The creation of Slinc has been troublesome despite how nice the new foreign API is in Java. Of particular difficulty to me has been the definition of platform dependent types.

Platform dependent types - A nightmare for strong typing?

Platform dependent types are a concept in C, where the characteristics of a type are dependent on the platform the type is being used on. The standard integral primitives in C, char, short,int,long, long long, are all defined based on the platform you're using them on, though a particularly prominent example is long. On X64 processors running MacOSX or Linux, long is a 64-bit wide signed integral type, meaning that the range of possible integers a long can hold on these platforms is −9,223,372,036,854,775,807 to +9,223,372,036,854,775,807. On X64 processors running Windows, a long is a 32-bit wide signed integral type, meaning the range of possible integers a long can hold on Windows is −2,147,483,647 to +2,147,483,647.

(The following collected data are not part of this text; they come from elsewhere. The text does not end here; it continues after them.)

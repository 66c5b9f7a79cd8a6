//! ColdChain CLI: backfill, follow and inspect shipment state.
//!
//! # Commands
//! ```text
//! coldchain run       [--rpc <url>] [--contract <addr>] [--config <file>]
//! coldchain backfill  [--json]
//! coldchain key       <shipment-id>
//! coldchain inspect   --block <n> [--tx <hash>]
//! coldchain info
//! ```

use std::path::{Path, PathBuf};
use std::sync::Arc;
use std::time::Duration;

use anyhow::{anyhow, Context, Result};
use clap::{Parser, Subcommand};
use serde::{Deserialize, Serialize};
use tokio::sync::broadcast::error::RecvError;

use coldchain_core::snapshot::{SAFE_MAX_SCALED, SAFE_MIN_SCALED};
use coldchain_core::{EntityKey, IndexerConfig};
use coldchain_evm::{Engine, EngineBuilder, JsonRpcLedger, ProvenanceInspector};

mod logging;
mod output;

use logging::{init_tracing, LogConfig};

#[derive(Parser)]
#[command(
    name = "coldchain",
    about = "Cold-chain shipment projector (ColdChain CLI)",
    long_about = "
ColdChain CLI: reconstruct pharmaceutical shipment custody and temperature
history from a ledger contract's event log, and follow it live.

ENVIRONMENT VARIABLES:
  COLDCHAIN_RPC_URL     JSON-RPC endpoint
  COLDCHAIN_CONTRACT    Ledger contract address
  RUST_LOG              Overrides the configured log filter
",
    version
)]
struct Cli {
    /// JSON config file with `rpc_url`, `indexer` and `log` sections
    #[arg(short, long, global = true)]
    config: Option<PathBuf>,

    /// JSON-RPC endpoint
    #[arg(long, global = true, env = "COLDCHAIN_RPC_URL")]
    rpc: Option<String>,

    /// Ledger contract address
    #[arg(long, global = true, env = "COLDCHAIN_CONTRACT")]
    contract: Option<String>,

    /// Enable debug logging for the coldchain crates
    #[arg(short, long, global = true)]
    verbose: bool,

    #[command(subcommand)]
    command: Commands,
}

#[derive(Subcommand)]
enum Commands {
    /// Backfill, then follow new events until Ctrl-C
    Run {
        /// Print snapshots as JSON lines
        #[arg(long)]
        json: bool,
    },

    /// Backfill once and print every shipment
    Backfill {
        /// Output as JSON
        #[arg(long)]
        json: bool,
    },

    /// Print the entity key for a shipment id
    Key {
        /// Human-readable shipment id, e.g. SH-451-B7
        shipment_id: String,
    },

    /// Show block, neighbours and receipt for one row
    Inspect {
        /// Block the row was emitted in
        #[arg(long)]
        block: u64,
        /// Transaction hash of the row
        #[arg(long)]
        tx: Option<String>,
        /// Output as JSON
        #[arg(long)]
        json: bool,
    },

    /// Print version and effective defaults
    Info,
}

/// On-disk configuration.
#[derive(Debug, Default, Serialize, Deserialize)]
#[serde(default)]
struct FileConfig {
    rpc_url: Option<String>,
    /// Per-request HTTP timeout in seconds.
    request_timeout_secs: Option<u64>,
    indexer: IndexerConfig,
    log: LogConfig,
}

const DEFAULT_TIMEOUT_SECS: u64 = 30;

fn load_config(path: Option<&Path>) -> Result<FileConfig> {
    let Some(path) = path else {
        return Ok(FileConfig::default());
    };
    let raw = std::fs::read_to_string(path)
        .with_context(|| format!("reading config file {}", path.display()))?;
    serde_json::from_str(&raw).with_context(|| format!("parsing config file {}", path.display()))
}

#[tokio::main]
async fn main() -> Result<()> {
    let cli = Cli::parse();
    let mut file = load_config(cli.config.as_deref())?;

    if cli.verbose {
        file.log.verbose();
    }
    init_tracing(&file.log);

    if let Some(contract) = &cli.contract {
        file.indexer.contract_address = contract.clone();
    }
    if let Some(rpc) = &cli.rpc {
        file.rpc_url = Some(rpc.clone());
    }

    match cli.command {
        Commands::Key { shipment_id } => cmd_key(&shipment_id),
        Commands::Info => cmd_info(&file),
        Commands::Run { json } => cmd_run(&file, json).await,
        Commands::Backfill { json } => cmd_backfill(&file, json).await,
        Commands::Inspect { block, tx, json } => cmd_inspect(&file, block, tx.as_deref(), json).await,
    }
}

// ─── Command implementations ─────────────────────────────────────────────────

fn ledger_client(file: &FileConfig) -> Result<JsonRpcLedger> {
    let url = file
        .rpc_url
        .as_deref()
        .ok_or_else(|| anyhow!("no RPC endpoint: pass --rpc, set COLDCHAIN_RPC_URL or rpc_url in the config file"))?;
    let timeout = Duration::from_secs(file.request_timeout_secs.unwrap_or(DEFAULT_TIMEOUT_SECS));
    JsonRpcLedger::new(url, &file.indexer.contract_address, timeout).context("creating JSON-RPC client")
}

fn build_engine(file: &FileConfig) -> Result<Engine> {
    let ledger = ledger_client(file)?;
    EngineBuilder::from_config(file.indexer.clone())
        .build_polling(Arc::new(ledger))
        .context("invalid engine configuration")
}

async fn cmd_run(file: &FileConfig, as_json: bool) -> Result<()> {
    let engine = build_engine(file)?;
    let mut updates = engine.store().subscribe_updates();

    let report = engine.start().await.context("starting engine")?;
    tracing::info!(
        discovered = report.discovered,
        reconciled = report.reconciled,
        failed = report.failed,
        "backfill finished; following live events (Ctrl-C to stop)"
    );
    output::print_snapshots(&engine.snapshots(), as_json)?;

    let ctrl_c = tokio::signal::ctrl_c();
    tokio::pin!(ctrl_c);
    loop {
        tokio::select! {
            res = &mut ctrl_c => {
                res.context("listening for Ctrl-C")?;
                break;
            }
            msg = updates.recv() => match msg {
                Ok(key) => {
                    if let Some(snap) = engine.snapshot(&key) {
                        output::print_snapshot(&snap, as_json)?;
                    }
                }
                Err(RecvError::Lagged(n)) => {
                    tracing::warn!(skipped = n, "update stream lagged");
                }
                Err(RecvError::Closed) => break,
            }
        }
    }

    engine.shutdown().await;
    let stats = engine.bridge_stats();
    tracing::info!(
        notifications = stats.notifications,
        reconciliations = stats.reconciliations,
        coalesced = stats.coalesced,
        "stopped"
    );
    Ok(())
}

async fn cmd_backfill(file: &FileConfig, as_json: bool) -> Result<()> {
    let engine = build_engine(file)?;
    let report = engine.backfill().await.context("backfill failed")?;
    output::print_snapshots(&engine.snapshots(), as_json)?;
    if !as_json {
        println!();
        println!(
            "head {}  discovered {}  reconciled {}  not found {}  failed {}",
            report.head, report.discovered, report.reconciled, report.not_found, report.failed
        );
    }
    Ok(())
}

async fn cmd_inspect(file: &FileConfig, block: u64, tx: Option<&str>, as_json: bool) -> Result<()> {
    let inspector = ProvenanceInspector::new(Arc::new(ledger_client(file)?));
    let provenance = inspector
        .inspect(block, tx)
        .await
        .with_context(|| format!("loading provenance for block {block}"))?
        .ok_or_else(|| anyhow!("block {block} not found"))?;
    output::print_provenance(&provenance, as_json)
}

fn cmd_key(shipment_id: &str) -> Result<()> {
    println!("{}", EntityKey::from_shipment_id(shipment_id));
    Ok(())
}

fn cmd_info(file: &FileConfig) -> Result<()> {
    let cfg = &file.indexer;
    println!("ColdChain v{}", env!("CARGO_PKG_VERSION"));
    println!();
    println!("Endpoint:            {}", file.rpc_url.as_deref().unwrap_or("(not set)"));
    println!(
        "Contract:            {}",
        if cfg.contract_address.is_empty() { "(not set)" } else { &cfg.contract_address }
    );
    println!();
    println!("Lookback (blocks):   discovery {}  readings {}  lifecycle {}",
        cfg.discovery_lookback, cfg.readings_lookback, cfg.lifecycle_lookback);
    println!("Chunking:            start {} blocks, halve on rate limit, floor 1", cfg.initial_chunk_width);
    println!("Delays (ms):         request {}  backoff {}  poll {}",
        cfg.request_delay_ms, cfg.rate_limit_backoff_ms, cfg.poll_interval_ms);
    println!("Concurrency ceiling: {}", cfg.max_concurrent_fetches);
    println!("Malformed events:    {:?}", cfg.malformed_policy);
    println!(
        "Safe band:           {:.2} to {:.2} °C",
        SAFE_MIN_SCALED as f64 / 100.0,
        SAFE_MAX_SCALED as f64 / 100.0
    );
    Ok(())
}
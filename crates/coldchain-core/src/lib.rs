//! coldchain-core: read-side projection of pharmaceutical shipment custody
//! and cold-chain integrity from an append-only ledger event log.
//!
//! # Architecture
//!
//! ```text
//! LogSource ─► RangeFetcher ─► EventDecoder ─► LifecycleReducer ─► EntityStore
//!                                                     ▲
//! PushChannel ─► SubscriptionBridge ─► Reconciler ────┘ (point query + logs)
//! ```
//!
//! This crate holds everything that does not touch the network: the domain
//! types, the decoder, the reducer, the store and the collaborator traits.
//! The fetcher, bridge and JSON-RPC client live in `coldchain-evm`.

pub mod abi;
pub mod config;
pub mod decoder;
pub mod error;
pub mod event;
pub mod push;
pub mod reducer;
pub mod snapshot;
pub mod source;
pub mod store;
pub mod types;

#[cfg(any(test, feature = "test-utils"))]
pub mod testing;

pub use config::{EngineState, IndexerConfig, MalformedPolicy};
pub use decoder::EventDecoder;
pub use error::IndexerError;
pub use event::{DomainEvent, EventKind, EventPayload};
pub use push::{Notification, PushHub, Subscription, SubscriptionId};
pub use reducer::LifecycleReducer;
pub use snapshot::{
    LifecycleEvent, LifecycleKind, ShipmentSnapshot, ShipmentStatus, StatusSource,
    TemperatureReading,
};
pub use source::{BlockLookup, Ledger, LedgerStatus, LogSource, PointQuery, PushChannel};
pub use store::EntityStore;
pub use types::{BlockDetail, EntityKey, LogFilter, RawLogRecord, TxReceipt};
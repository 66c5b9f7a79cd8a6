//! Adaptive range fetcher.
//!
//! Walks `[from, to]` in consecutive chunks through a [`LogSource`]. A
//! rate-limit rejection halves the chunk width (floor 1), backs off, and
//! retries the same cursor; any other error aborts the whole scan. The cursor
//! only advances past a chunk after that chunk succeeded, so no block is
//! skipped or fetched twice when the width changes mid-scan.

use std::sync::Arc;
use std::time::Duration;

use coldchain_core::config::IndexerConfig;
use coldchain_core::error::IndexerError;
use coldchain_core::source::LogSource;
use coldchain_core::types::{LogFilter, RawLogRecord};

/// Tuning for [`RangeFetcher`].
#[derive(Debug, Clone)]
pub struct FetchConfig {
    /// Blocks per request at the start of every scan.
    pub initial_width: u64,
    /// Pause after each successful chunk.
    pub request_delay: Duration,
    /// Pause after a rate-limit rejection.
    pub backoff: Duration,
    /// Consecutive rejections tolerated at width 1 before giving up.
    pub max_retries_at_floor: u32,
}

impl Default for FetchConfig {
    fn default() -> Self {
        Self::from(&IndexerConfig::default())
    }
}

impl From<&IndexerConfig> for FetchConfig {
    fn from(cfg: &IndexerConfig) -> Self {
        Self {
            initial_width: cfg.initial_chunk_width.max(1),
            request_delay: cfg.request_delay(),
            backoff: cfg.rate_limit_backoff(),
            max_retries_at_floor: cfg.max_rate_limit_retries,
        }
    }
}

/// Outcome of one scan, for observability.
#[derive(Debug, Clone, Default, PartialEq, Eq)]
pub struct FetchStats {
    pub requests: u32,
    pub rate_limited: u32,
    /// Chunk width in effect when the scan finished.
    pub final_width: u64,
}

/// Chunked, rate-limit-aware log scanner.
pub struct RangeFetcher<S: ?Sized> {
    source: Arc<S>,
    config: FetchConfig,
}

impl<S: ?Sized> Clone for RangeFetcher<S> {
    fn clone(&self) -> Self {
        Self {
            source: Arc::clone(&self.source),
            config: self.config.clone(),
        }
    }
}

impl<S: LogSource + ?Sized> RangeFetcher<S> {
    pub fn new(source: Arc<S>, config: FetchConfig) -> Self {
        Self { source, config }
    }

    pub fn source(&self) -> &Arc<S> {
        &self.source
    }

    /// Current chain head, straight from the source.
    pub async fn head(&self) -> Result<u64, IndexerError> {
        self.source.block_height().await
    }

    /// All records matching `filter` in `[from, to]`. All-or-nothing.
    pub async fn fetch(
        &self,
        filter: &LogFilter,
        from: u64,
        to: u64,
    ) -> Result<Vec<RawLogRecord>, IndexerError> {
        self.fetch_with_stats(filter, from, to).await.map(|(logs, _)| logs)
    }

    /// Like [`fetch`](Self::fetch), also returning scan statistics.
    pub async fn fetch_with_stats(
        &self,
        filter: &LogFilter,
        from: u64,
        to: u64,
    ) -> Result<(Vec<RawLogRecord>, FetchStats), IndexerError> {
        let mut stats = FetchStats {
            final_width: self.config.initial_width.max(1),
            ..FetchStats::default()
        };
        if to < from {
            return Ok((vec![], stats));
        }

        let mut out = Vec::new();
        let mut width = stats.final_width;
        let mut cursor = from;
        let mut strikes_at_floor = 0u32;

        tracing::debug!(from, to, width, "starting chunked log scan");

        while cursor <= to {
            let end = cursor.saturating_add(width - 1).min(to);
            stats.requests += 1;

            match self.source.get_logs(filter, cursor, end).await {
                Ok(chunk) => {
                    tracing::trace!(from = cursor, to = end, logs = chunk.len(), "chunk fetched");
                    out.extend(chunk);
                    strikes_at_floor = 0;
                    if end == to {
                        break;
                    }
                    cursor = end + 1;
                    if !self.config.request_delay.is_zero() {
                        tokio::time::sleep(self.config.request_delay).await;
                    }
                }
                Err(e) if e.is_rate_limited() => {
                    stats.rate_limited += 1;
                    if width == 1 {
                        strikes_at_floor += 1;
                        if strikes_at_floor > self.config.max_retries_at_floor {
                            tracing::error!(
                                block = cursor,
                                error = %e,
                                "rate limit persisted at minimum chunk width"
                            );
                            return Err(IndexerError::Transport(format!(
                                "rate limited at block {cursor} after {strikes_at_floor} attempts: {e}"
                            )));
                        }
                    }
                    width = (width / 2).max(1);
                    tracing::warn!(
                        from = cursor,
                        to = end,
                        width,
                        "getLogs rate limited, narrowing chunk and retrying"
                    );
                    if !self.config.backoff.is_zero() {
                        tokio::time::sleep(self.config.backoff).await;
                    }
                }
                Err(e) => {
                    tracing::error!(from = cursor, to = end, error = %e, "chunked log scan failed");
                    return Err(e);
                }
            }
        }

        stats.final_width = width;
        tracing::debug!(
            from,
            to,
            logs = out.len(),
            requests = stats.requests,
            rate_limited = stats.rate_limited,
            "chunked log scan finished"
        );
        Ok((out, stats))
    }
}

// ─── Tests ────────────────────────────────────────────────────────────────────

#[cfg(test)]
mod tests {
    use super::*;
    use coldchain_core::testing::{logs, MockLedger};

    const C: &str = "0x00000000000000000000000000000000000000c0";

    fn config(width: u64) -> FetchConfig {
        FetchConfig {
            initial_width: width,
            request_delay: Duration::ZERO,
            backoff: Duration::ZERO,
            max_retries_at_floor: 3,
        }
    }

    fn seeded() -> Arc<MockLedger> {
        let ledger = Arc::new(MockLedger::new());
        for b in 0..=100u64 {
            if b % 3 == 0 {
                ledger.push(logs::temperature(C, "SH-1", b as i64, b, b, &format!("0x{b:x}")));
            }
        }
        ledger
    }

    fn filter() -> LogFilter {
        LogFilter::new(logs::address(C))
    }

    fn blocks(records: &[RawLogRecord]) -> Vec<u64> {
        records.iter().map(|r| r.block_number).collect()
    }

    #[tokio::test]
    async fn chunks_cover_range_exactly() {
        let ledger = seeded();
        let fetcher = RangeFetcher::new(ledger.clone(), config(9));
        let out = fetcher.fetch(&filter(), 5, 40).await.unwrap();
        assert_eq!(blocks(&out), vec![6, 9, 12, 15, 18, 21, 24, 27, 30, 33, 36, 39]);

        let calls = ledger.log_calls();
        assert_eq!(calls.first(), Some(&(5, 13)));
        assert_eq!(calls.last(), Some(&(32, 40)));
        for pair in calls.windows(2) {
            assert_eq!(pair[1].0, pair[0].1 + 1, "gap or overlap in {calls:?}");
        }
    }

    #[tokio::test]
    async fn no_block_loss_under_rate_limiting() {
        for threshold in [1u64, 2, 3, 5, 8] {
            let clean = seeded();
            let expected = RangeFetcher::new(clean, config(9))
                .fetch(&filter(), 0, 100)
                .await
                .unwrap();

            let limited = seeded();
            limited.rate_limit_above(threshold);
            let (got, stats) = RangeFetcher::new(limited, config(9))
                .fetch_with_stats(&filter(), 0, 100)
                .await
                .unwrap();

            assert_eq!(got, expected, "threshold {threshold}");
            assert!(stats.final_width <= threshold);
            assert!(stats.rate_limited > 0);
        }
    }

    #[tokio::test]
    async fn width_halves_on_rate_limit() {
        let ledger = seeded();
        ledger.rate_limit_above(3);
        RangeFetcher::new(ledger.clone(), config(9))
            .fetch(&filter(), 0, 5)
            .await
            .unwrap();
        // 9 (clamped to 6 blocks) → 4 → 2, then 2-wide chunks.
        assert_eq!(ledger.log_calls(), vec![(0, 5), (0, 3), (0, 1), (2, 3), (4, 5)]);
    }

    #[tokio::test]
    async fn transport_error_aborts_scan() {
        let ledger = seeded();
        ledger.fail_at_block(Some(50));
        let err = RangeFetcher::new(ledger, config(9))
            .fetch(&filter(), 0, 100)
            .await
            .unwrap_err();
        assert!(matches!(err, IndexerError::Transport(_)));
    }

    #[tokio::test]
    async fn persistent_rate_limit_at_floor_gives_up() {
        let ledger = seeded();
        ledger.rate_limit_above(0);
        let err = RangeFetcher::new(ledger.clone(), config(4))
            .fetch(&filter(), 0, 10)
            .await
            .unwrap_err();
        assert!(!err.is_rate_limited());
        // 4 → 2 → 1, then max_retries_at_floor + 1 attempts at width 1.
        assert_eq!(ledger.log_calls().len(), 2 + 4);
    }

    #[tokio::test]
    async fn empty_range_is_empty() {
        let ledger = seeded();
        let out = RangeFetcher::new(ledger.clone(), config(9))
            .fetch(&filter(), 10, 9)
            .await
            .unwrap();
        assert!(out.is_empty());
        assert!(ledger.log_calls().is_empty());
    }
}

Basically, on Windows X64, long is the equivalent of Scala's Int type, and on X64 Mac and Linux it's the equivalent of Scala's Long.

This is a major difference that doesn't matter much if you're coding software for one specific platform, but once your software is supposed to be platform agnostic this becomes a major issue. And since the JVM tends to favor the "write once run anywhere" philosophy, writing a library for a JVM language to interact with C becomes difficult to do even when only dealing with the predefined primitives for the C language.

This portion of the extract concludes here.